Son âme américano-latine frémit. Il me tend cinq doigts fortement imprégnés de nicotine pour une poignée de main qui finirait un film d’épopée sur fond de drapeaux ventés.

Amigo , me dit-il, si vous me promettez de ne pas révéler aux Britanniques ce que je sais, je vais vous le dire.

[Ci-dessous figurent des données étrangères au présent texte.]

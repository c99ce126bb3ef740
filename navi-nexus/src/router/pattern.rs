//! Path patterns and request path splitting.
//!
//! A pattern is a `/`-separated list of segments. A segment written as
//! `:name` binds whatever single, non-empty segment sits at that position of
//! the request path; every other segment must match literally.
//!
//! Leading and trailing slashes are insignificant on both sides, so the
//! patterns `scenarios` and `/scenarios/` are the same, and `/`, the empty
//! string and `/?tab=1` are all the empty path.

use std::fmt;

use snafu::ensure;

use crate::error::{InvalidPatternSnafu, Result};

/// How much of a request path a pattern has to consume.
#[derive(Debug, Clone, Copy, PartialEq, Eq, Default)]
pub enum PathMatch {
    /// Every segment of the path must be matched.
    #[default]
    Full,
    /// The pattern must match the leading segments; the rest is ignored.
    Prefix,
}

#[derive(Debug, Clone, PartialEq, Eq)]
enum Segment {
    Literal(String),
    Param(String),
}

/// A parsed route pattern.
#[derive(Debug, Clone, PartialEq, Eq)]
pub struct PathPattern {
    source: String,
    segments: Vec<Segment>,
}

impl PathPattern {
    /// Parse a pattern such as `scenario/:id`.
    pub fn parse(pattern: &str) -> Result<Self> {
        let source = pattern.trim_matches('/');
        let mut segments: Vec<Segment> = Vec::new();

        if !source.is_empty() {
            for raw in source.split('/') {
                ensure!(
                    !raw.is_empty(),
                    InvalidPatternSnafu { pattern, reason: "empty segment" }
                );

                match raw.strip_prefix(':') {
                    Some(name) => {
                        ensure!(
                            !name.is_empty(),
                            InvalidPatternSnafu { pattern, reason: "parameter without a name" }
                        );
                        let duplicate = segments
                            .iter()
                            .any(|s| matches!(s, Segment::Param(existing) if existing == name));
                        ensure!(
                            !duplicate,
                            InvalidPatternSnafu {
                                pattern,
                                reason: format!("parameter ':{name}' appears twice"),
                            }
                        );
                        segments.push(Segment::Param(name.to_string()));
                    }
                    None => segments.push(Segment::Literal(raw.to_string())),
                }
            }
        }

        Ok(Self {
            source: source.to_string(),
            segments,
        })
    }

    /// The pattern as written, without surrounding slashes.
    pub fn as_str(&self) -> &str {
        &self.source
    }

    /// True for the empty pattern, which only the default rule uses.
    pub fn is_empty(&self) -> bool {
        self.segments.is_empty()
    }

    /// Names of the parameters this pattern binds, in order.
    pub fn param_names(&self) -> impl Iterator<Item = &str> {
        self.segments.iter().filter_map(|s| match s {
            Segment::Param(name) => Some(name.as_str()),
            Segment::Literal(_) => None,
        })
    }

    /// Match already split path segments, binding parameters on success.
    pub fn matches(&self, segments: &[&str], mode: PathMatch) -> Option<Params> {
        let fits = match mode {
            PathMatch::Full => segments.len() == self.segments.len(),
            PathMatch::Prefix => segments.len() >= self.segments.len(),
        };
        if !fits {
            return None;
        }

        let mut params = Params::default();
        for (segment, part) in self.segments.iter().zip(segments) {
            match segment {
                Segment::Literal(literal) if literal == part => {}
                Segment::Param(name) if !part.is_empty() => params.push(name, part),
                _ => return None,
            }
        }
        Some(params)
    }
}

impl fmt::Display for PathPattern {
    fn fmt(&self, f: &mut fmt::Formatter<'_>) -> fmt::Result {
        write!(f, "/{}", self.source)
    }
}

/// Split a request path into segments.
///
/// Query string and fragment are dropped. Interior empty segments are kept
/// so that `/scenario//x` cannot match `scenario/:id`.
pub fn split_path(path: &str) -> Vec<&str> {
    let path = path.split(['?', '#']).next().unwrap_or_default();
    let trimmed = path.trim_matches('/');
    if trimmed.is_empty() {
        Vec::new()
    } else {
        trimmed.split('/').collect()
    }
}

/// The spelling a path is committed under: one leading slash, no trailing
/// slash, no query string or fragment.
pub fn canonical_path(path: &str) -> String {
    format!("/{}", split_path(path).join("/"))
}

/// Parameters bound by a matched pattern.
///
/// Values are the raw path segments: nothing is percent-decoded or
/// validated, so `/scenario/a%20b` binds `a%20b`.
#[derive(Debug, Clone, Default, PartialEq, Eq)]
pub struct Params(Vec<(String, String)>);

impl Params {
    fn push(&mut self, name: &str, value: &str) {
        self.0.push((name.to_string(), value.to_string()));
    }

    /// Value bound to `name`, if the pattern has such a parameter.
    pub fn get(&self, name: &str) -> Option<&str> {
        self.0
            .iter()
            .find(|(key, _)| key == name)
            .map(|(_, value)| value.as_str())
    }

    pub fn is_empty(&self) -> bool {
        self.0.is_empty()
    }

    pub fn len(&self) -> usize {
        self.0.len()
    }

    pub fn iter(&self) -> impl Iterator<Item = (&str, &str)> {
        self.0.iter().map(|(k, v)| (k.as_str(), v.as_str()))
    }
}

impl fmt::Display for Params {
    fn fmt(&self, f: &mut fmt::Formatter<'_>) -> fmt::Result {
        let mut first = true;
        for (name, value) in self.iter() {
            if !first {
                f.write_str(", ")?;
            }
            write!(f, "{name}={value}")?;
            first = false;
        }
        Ok(())
    }
}

#[cfg(test)]
mod tests {
    use super::*;
    use crate::Error;

    #[test]
    fn test_split_path_normalizes_slashes_query_and_fragment() {
        assert!(split_path("").is_empty());
        assert!(split_path("/").is_empty());
        assert!(split_path("/?tab=1").is_empty());
        assert_eq!(split_path("/scenarios/"), vec!["scenarios"]);
        assert_eq!(split_path("scenario/7#top"), vec!["scenario", "7"]);
        assert_eq!(split_path("/scenario//x"), vec!["scenario", "", "x"]);
    }

    #[test]
    fn test_canonical_path() {
        assert_eq!(canonical_path(""), "/");
        assert_eq!(canonical_path("/?tab=1"), "/");
        assert_eq!(canonical_path("scenarios/"), "/scenarios");
        assert_eq!(canonical_path("/scenarios?x=1#top"), "/scenarios");
        assert_eq!(canonical_path("/scenario//x/"), "/scenario//x");
    }

    #[test]
    fn test_literal_pattern_matches_exactly() {
        let pattern = PathPattern::parse("/settings").unwrap();
        assert_eq!(pattern.as_str(), "settings");

        let params = pattern.matches(&["settings"], PathMatch::Full).unwrap();
        assert!(params.is_empty());

        assert!(pattern.matches(&["settings", "extra"], PathMatch::Full).is_none());
        assert!(pattern.matches(&["setting"], PathMatch::Full).is_none());
        assert!(pattern.matches(&[], PathMatch::Full).is_none());
    }

    #[test]
    fn test_param_pattern_binds_single_segment() {
        let pattern = PathPattern::parse("scenario/:id").unwrap();
        assert_eq!(pattern.param_names().collect::<Vec<_>>(), vec!["id"]);

        let params = pattern.matches(&["scenario", "42"], PathMatch::Full).unwrap();
        assert_eq!(params.get("id"), Some("42"));
        assert_eq!(params.len(), 1);
        assert_eq!(params.to_string(), "id=42");

        assert!(pattern.matches(&["scenario"], PathMatch::Full).is_none());
        assert!(pattern.matches(&["scenario", ""], PathMatch::Full).is_none());
        assert!(pattern.matches(&["scenario", "1", "2"], PathMatch::Full).is_none());
        assert!(pattern.matches(&["scenario-new"], PathMatch::Full).is_none());
    }

    #[test]
    fn test_prefix_mode_ignores_trailing_segments() {
        let pattern = PathPattern::parse("docs").unwrap();
        assert!(pattern.matches(&["docs", "guide", "intro"], PathMatch::Prefix).is_some());
        assert!(pattern.matches(&["doc"], PathMatch::Prefix).is_none());
    }

    #[test]
    fn test_empty_pattern_matches_only_empty_path_in_full_mode() {
        let pattern = PathPattern::parse("").unwrap();
        assert!(pattern.is_empty());
        assert_eq!(pattern.to_string(), "/");
        assert!(pattern.matches(&[], PathMatch::Full).is_some());
        assert!(pattern.matches(&["scenarios"], PathMatch::Full).is_none());
    }

    #[test]
    fn test_rejects_malformed_patterns() {
        for bad in ["a//b", "scenario/:", "pair/:id/:id"] {
            match PathPattern::parse(bad) {
                Err(Error::InvalidPattern { pattern, .. }) => assert_eq!(pattern, bad),
                other => panic!("expected InvalidPattern for {bad:?}, got {other:?}"),
            }
        }
    }
}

Dare-dare, je tends la main pour un serment qui ferait déféquer dans son froc un amiral de ferry-boat .

— Je vous donne ma parole de haut fonctionnaire français ! déclamé-je comme à une matinée théâtrale de la Comédie-Française.

Il écrase son mégot dans un cendrier de marbre.

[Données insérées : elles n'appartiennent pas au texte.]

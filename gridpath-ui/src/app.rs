use anyhow::Context as _;
use crossterm::event::{KeyCode, KeyModifiers};
use navi_nexus::{Action, Component, Context, Event, EventContext, Navigation, RouterHandle};
use ratatui::{
    layout::{Constraint, Direction, Layout},
    style::{Color, Style},
    text::{Line, Span},
    widgets::Paragraph,
};

use crate::address_bar::{AddressBar, AddressBarOutcome};
use crate::config::LoadedConfig;
use crate::pages::{NewScenarioPage, NotFoundPage, ScenarioDetailPage, ScenariosPage, SettingsPage};
use crate::routes::{View, SCENARIO_ID_PARAM};

/// Which page instance the current navigation maps to.
#[derive(Debug, Clone, Copy, PartialEq, Eq)]
enum ActivePage {
    Scenarios,
    Detail,
    New,
    Settings,
    NotFound,
    Blank,
}

impl ActivePage {
    fn of(navigation: Option<&Navigation<View>>) -> Self {
        match navigation {
            Some(Navigation::Active { handler, .. }) => match handler {
                View::ScenarioList => ActivePage::Scenarios,
                View::ScenarioDetail => ActivePage::Detail,
                View::ScenarioNew => ActivePage::New,
                View::Settings => ActivePage::Settings,
            },
            Some(Navigation::NotFound { .. }) => ActivePage::NotFound,
            None => ActivePage::Blank,
        }
    }
}

/// Shell component: owns the router and dispatches to the active page.
pub struct Root {
    router: RouterHandle<View>,
    address_bar: AddressBar,
    scenarios: ScenariosPage,
    detail: ScenarioDetailPage,
    new_scenario: NewScenarioPage,
    settings: SettingsPage,
    not_found: NotFoundPage,
}

impl Root {
    /// Build the shell and open the configured start path.
    pub fn new(mut router: RouterHandle<View>, loaded: &LoadedConfig) -> anyhow::Result<Self> {
        let start = &loaded.config.navigation.start_path;
        router
            .navigate(start)
            .with_context(|| format!("Failed to open start path '{start}'"))?;

        let routes = router.table().routes().iter().map(ToString::to_string).collect();
        let mut root = Self {
            router,
            address_bar: AddressBar::new(),
            scenarios: ScenariosPage::new(loaded.config.scenarios.clone()),
            detail: ScenarioDetailPage::new(),
            new_scenario: NewScenarioPage::new(),
            settings: SettingsPage::new(loaded, routes),
            not_found: NotFoundPage::new(),
        };
        root.sync_pages();
        Ok(root)
    }

    pub fn current_path(&self) -> &str {
        self.router.current().map(Navigation::path).unwrap_or_default()
    }

    fn active_page(&self) -> ActivePage {
        ActivePage::of(self.router.current())
    }

    /// Hand the committed navigation's data to the page that shows it.
    fn sync_pages(&mut self) {
        match self.router.current() {
            Some(Navigation::Active {
                handler: View::ScenarioDetail,
                params,
                ..
            }) => self.detail.show(params.get(SCENARIO_ID_PARAM)),
            Some(Navigation::NotFound { path }) => self.not_found.show(path),
            _ => {}
        }
    }

    fn enter_page(&mut self, page: ActivePage, cx: &Context<Self>) {
        match page {
            ActivePage::Scenarios => self.scenarios.on_enter(&mut cx.cast()),
            ActivePage::Detail => self.detail.on_enter(&mut cx.cast()),
            ActivePage::New => self.new_scenario.on_enter(&mut cx.cast()),
            ActivePage::Settings => self.settings.on_enter(&mut cx.cast()),
            ActivePage::NotFound => self.not_found.on_enter(&mut cx.cast()),
            ActivePage::Blank => {}
        }
    }

    fn exit_page(&mut self, page: ActivePage, cx: &Context<Self>) {
        match page {
            ActivePage::Scenarios => self.scenarios.on_exit(&mut cx.cast()),
            ActivePage::Detail => self.detail.on_exit(&mut cx.cast()),
            ActivePage::New => self.new_scenario.on_exit(&mut cx.cast()),
            ActivePage::Settings => self.settings.on_exit(&mut cx.cast()),
            ActivePage::NotFound => self.not_found.on_exit(&mut cx.cast()),
            ActivePage::Blank => {}
        }
    }

    /// Run one router step and, if the committed path changed, the page
    /// lifecycle around it.
    fn transition<F>(&mut self, cx: &Context<Self>, step: F)
    where
        F: FnOnce(&mut RouterHandle<View>) -> navi_nexus::Result<()>,
    {
        let previous_page = self.active_page();
        let previous_path = self.current_path().to_string();

        if let Err(err) = step(&mut self.router) {
            tracing::warn!(error = %err, from = %previous_path, "navigation failed");
            return;
        }
        if self.current_path() == previous_path {
            return;
        }

        tracing::debug!(from = %previous_path, to = self.current_path(), "view changed");
        self.exit_page(previous_page, cx);
        self.sync_pages();
        let next_page = self.active_page();
        self.enter_page(next_page, cx);
        cx.notify();
    }

    fn apply(&mut self, action: Action, cx: &Context<Self>) -> Option<Action> {
        match action {
            Action::Navigate(path) => self.transition(cx, |router| router.navigate(&path).map(|_| ())),
            Action::Back => self.transition(cx, |router| router.back().map(|_| ())),
            Action::Forward => self.transition(cx, |router| router.forward().map(|_| ())),
            Action::Quit => return Some(Action::Quit),
            Action::Noop => {}
        }
        None
    }

    fn title(&self) -> String {
        match self.router.current() {
            Some(Navigation::Active { handler, .. }) => handler.to_string(),
            Some(Navigation::NotFound { .. }) => "Not Found".to_string(),
            None => String::new(),
        }
    }
}

impl Component for Root {
    fn on_init(&mut self, cx: &mut Context<Self>) {
        tracing::info!(path = self.current_path(), "shell ready");
        let page = self.active_page();
        self.enter_page(page, cx);
    }

    fn on_shutdown(&mut self, cx: &mut Context<Self>) {
        let page = self.active_page();
        self.exit_page(page, cx);
        tracing::info!(path = self.current_path(), "shell closing");
    }

    fn render(&mut self, frame: &mut ratatui::Frame, cx: &mut Context<Self>) {
        let layout = Layout::default()
            .direction(Direction::Vertical)
            .constraints([Constraint::Length(1), Constraint::Min(0), Constraint::Length(1)])
            .split(cx.area);

        if self.address_bar.is_open() {
            self.address_bar.render(frame, layout[0]);
        } else {
            let header = Line::from(vec![
                Span::styled(" GridPath ", Style::default().fg(Color::Black).bg(Color::Cyan)),
                Span::styled(format!(" {} ", self.title()), Style::default().fg(Color::Cyan)),
                Span::styled(self.current_path(), Style::default().fg(Color::White)),
            ]);
            frame.render_widget(Paragraph::new(header), layout[0]);
        }

        let body = layout[1];
        match self.active_page() {
            ActivePage::Scenarios => self.scenarios.render(frame, &mut cx.cast_with_area(body)),
            ActivePage::Detail => self.detail.render(frame, &mut cx.cast_with_area(body)),
            ActivePage::New => self.new_scenario.render(frame, &mut cx.cast_with_area(body)),
            ActivePage::Settings => self.settings.render(frame, &mut cx.cast_with_area(body)),
            ActivePage::NotFound => self.not_found.render(frame, &mut cx.cast_with_area(body)),
            ActivePage::Blank => {}
        }

        let mut footer = vec![Span::raw(" Ctrl-L Go to │ Alt-←/→ Back/Forward │ Ctrl-C Quit ")];
        if self.router.options().tracing {
            footer.push(Span::styled(" TRACE ", Style::default().fg(Color::Black).bg(Color::Yellow)));
        }
        frame.render_widget(
            Paragraph::new(Line::from(footer)).style(Style::default().fg(Color::DarkGray)),
            layout[2],
        );
    }

    fn handle_event(&mut self, event: Event, cx: &mut EventContext<Self>) -> Option<Action> {
        if let Event::Key(key) = &event {
            if key.code == KeyCode::Char('c') && key.modifiers.contains(KeyModifiers::CONTROL) {
                return Some(Action::Quit);
            }
        }

        if self.address_bar.is_open() {
            return match self.address_bar.handle_event(&event) {
                AddressBarOutcome::Submit(path) => self.apply(Action::Navigate(path), cx),
                AddressBarOutcome::Pending | AddressBarOutcome::Cancel => None,
            };
        }

        if let Event::Key(key) = &event {
            let ctrl = key.modifiers.contains(KeyModifiers::CONTROL);
            let alt = key.modifiers.contains(KeyModifiers::ALT);
            match key.code {
                KeyCode::Char('l') if ctrl => {
                    let current = self.current_path().to_string();
                    self.address_bar.open(&current);
                    return None;
                }
                KeyCode::Left if alt => return self.apply(Action::Back, cx),
                KeyCode::Right if alt => return self.apply(Action::Forward, cx),
                _ => {}
            }
        }

        let action = match self.active_page() {
            ActivePage::Scenarios => self.scenarios.handle_event(event, &mut cx.cast()),
            ActivePage::Detail => self.detail.handle_event(event, &mut cx.cast()),
            ActivePage::New => self.new_scenario.handle_event(event, &mut cx.cast()),
            ActivePage::Settings => self.settings.handle_event(event, &mut cx.cast()),
            ActivePage::NotFound => self.not_found.handle_event(event, &mut cx.cast()),
            ActivePage::Blank => None,
        };
        action.and_then(|action| self.apply(action, cx))
    }
}

#[cfg(test)]
mod tests {
    use super::*;
    use crate::config::{ConfigSource, UiConfig};
    use crate::pages::test_support::{cx, key};
    use crate::routes::route_table;
    use crossterm::event::KeyEvent;
    use navi_nexus::register_routes;
    use ratatui::{backend::TestBackend, Terminal};

    fn root_with(configure: impl FnOnce(&mut UiConfig)) -> Root {
        let mut config = UiConfig::default();
        config.scenarios = vec!["base".to_string(), "high_load".to_string()];
        configure(&mut config);
        let loaded = LoadedConfig {
            config,
            source: ConfigSource::Defaults,
        };
        let router = register_routes(route_table().unwrap(), loaded.config.router_options());
        Root::new(router, &loaded).unwrap()
    }

    fn chord(code: KeyCode, modifiers: KeyModifiers) -> Event {
        Event::Key(KeyEvent::new(code, modifiers))
    }

    fn screen(root: &mut Root) -> String {
        let mut terminal = Terminal::new(TestBackend::new(80, 24)).unwrap();
        let mut cx = cx::<Root>();
        terminal.draw(|frame| root.render(frame, &mut cx)).unwrap();
        terminal
            .backend()
            .buffer()
            .content
            .iter()
            .map(|cell| cell.symbol())
            .collect()
    }

    #[test]
    fn test_start_path_redirects_to_listing() {
        let root = root_with(|_| {});
        assert_eq!(root.current_path(), "/scenarios");
        assert_eq!(root.active_page(), ActivePage::Scenarios);
        assert!(!root.router.can_go_back());
    }

    #[test]
    fn test_list_selection_opens_detail_with_id() {
        let mut root = root_with(|_| {});
        let mut cx = cx();

        root.handle_event(key(KeyCode::Down), &mut cx);
        assert_eq!(root.handle_event(key(KeyCode::Enter), &mut cx), None);

        assert_eq!(root.current_path(), "/scenario/high_load");
        assert_eq!(root.active_page(), ActivePage::Detail);
        assert_eq!(root.detail.id(), Some("high_load"));
    }

    #[test]
    fn test_back_and_forward_chords() {
        let mut root = root_with(|_| {});
        let mut cx = cx();

        root.handle_event(key(KeyCode::Char('s')), &mut cx);
        assert_eq!(root.current_path(), "/settings");

        root.handle_event(chord(KeyCode::Left, KeyModifiers::ALT), &mut cx);
        assert_eq!(root.current_path(), "/scenarios");

        root.handle_event(chord(KeyCode::Right, KeyModifiers::ALT), &mut cx);
        assert_eq!(root.current_path(), "/settings");

        root.handle_event(key(KeyCode::Esc), &mut cx);
        assert_eq!(root.current_path(), "/scenarios");
    }

    #[test]
    fn test_address_bar_reaches_not_found_and_home() {
        let mut root = root_with(|_| {});
        let mut cx = cx();

        root.handle_event(chord(KeyCode::Char('l'), KeyModifiers::CONTROL), &mut cx);
        assert!(root.address_bar.is_open());
        root.handle_event(Event::Paste("x".to_string()), &mut cx);
        root.handle_event(key(KeyCode::Enter), &mut cx);

        assert_eq!(root.current_path(), "/scenariosx");
        assert_eq!(root.active_page(), ActivePage::NotFound);

        root.handle_event(key(KeyCode::Enter), &mut cx);
        assert_eq!(root.current_path(), "/scenarios");
    }

    #[test]
    fn test_new_scenario_form_opens_typed_id() {
        let mut root = root_with(|config| config.navigation.start_path = "/scenario-new".to_string());
        let mut cx = cx();
        assert_eq!(root.active_page(), ActivePage::New);

        for c in "q2".chars() {
            root.handle_event(key(KeyCode::Char(c)), &mut cx);
        }
        root.handle_event(key(KeyCode::Enter), &mut cx);

        assert_eq!(root.current_path(), "/scenario/q2");
        assert_eq!(root.detail.id(), Some("q2"));
        assert_eq!(root.new_scenario.name(), "");
    }

    #[test]
    fn test_quit_is_passed_up() {
        let mut root = root_with(|_| {});
        let mut cx = cx();
        assert_eq!(
            root.handle_event(chord(KeyCode::Char('c'), KeyModifiers::CONTROL), &mut cx),
            Some(Action::Quit)
        );
        assert_eq!(root.handle_event(key(KeyCode::Char('q')), &mut cx), Some(Action::Quit));
    }

    #[test]
    fn test_ctrl_c_quits_while_address_bar_is_open() {
        let mut root = root_with(|_| {});
        let mut cx = cx();
        root.handle_event(chord(KeyCode::Char('l'), KeyModifiers::CONTROL), &mut cx);
        assert!(root.address_bar.is_open());

        assert_eq!(
            root.handle_event(chord(KeyCode::Char('c'), KeyModifiers::CONTROL), &mut cx),
            Some(Action::Quit)
        );
        assert_eq!(root.address_bar.input(), "/scenarios");
    }

    #[test]
    fn test_same_path_in_another_spelling_keeps_the_view() {
        let mut root = root_with(|config| config.navigation.start_path = "/scenario-new".to_string());
        let mut cx = cx();
        for c in "q2".chars() {
            root.handle_event(key(KeyCode::Char(c)), &mut cx);
        }

        root.handle_event(chord(KeyCode::Char('l'), KeyModifiers::CONTROL), &mut cx);
        root.handle_event(Event::Paste("/?draft=1".to_string()), &mut cx);
        root.handle_event(key(KeyCode::Enter), &mut cx);

        assert_eq!(root.current_path(), "/scenario-new");
        assert_eq!(root.new_scenario.name(), "q2");
        assert!(!root.router.can_go_back());
    }

    #[test]
    fn test_render_shows_path_and_trace_indicator() {
        let mut root = root_with(|config| config.navigation.tracing = true);
        let text = screen(&mut root);
        assert!(text.contains("/scenarios"));
        assert!(text.contains("base"));
        assert!(text.contains("TRACE"));

        let mut quiet = root_with(|_| {});
        assert!(!screen(&mut quiet).contains("TRACE"));
    }
}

— Depuis hier, mes services ont repéré l’homme en question et le surveillent étroitement.

— Mes plus vives félicitations, lieutenant. Vous comptez l’appréhender bientôt ?

— Sitôt que nous serons en possession de son dossier, car, jusqu’à plus ample informé, nous n’avons officiellement rien à lui reprocher.

Douche.

— Oui, soupiré-je, je comprends. Vous ne craignez pas qu’il prenne la fuite après avoir eu connaissance de l’article d’aujourd’hui ?

— Soyez tranquillisé : mes effectifs sont sur la brèche ! S’il tentait de filer, alors nous interviendrions.

Hommage par mimique expressive du grand San-Antonio.

— L’on m’a souvent assuré que votre police était l’une des meilleures du monde ; je constate que c’est la pure vérité !

Cette fois, il va devoir rentrer chez lui pour changer de slip, vu que le sien est à essorer.

Il a un élan. Un beau et noble élan doré à la feuille.

— Vous avez un peu de temps devant vous, cher ami ?

Je tricolore des pupilles.

— À vous consacrer ? Du temps, non ! Ma vie entière, lieutenant.

— Alors, suivez-moi !

Dans la cour de l’hôtel de police se trouvent une tripotée de guindes dont la plupart sont ricaines. Il choisit une Chevrolet bleue aux portes latérales coulissantes ; le véhicule est banalisé. D’un geste, Ramirez ordonne à un perdreau de prendre le volant puis il me prie de monter à l’arrière et s’installe à mon côté. Il jette une adresse que je ne peux mémoriser car il jacte plus vite que son ombre, l’ hombre !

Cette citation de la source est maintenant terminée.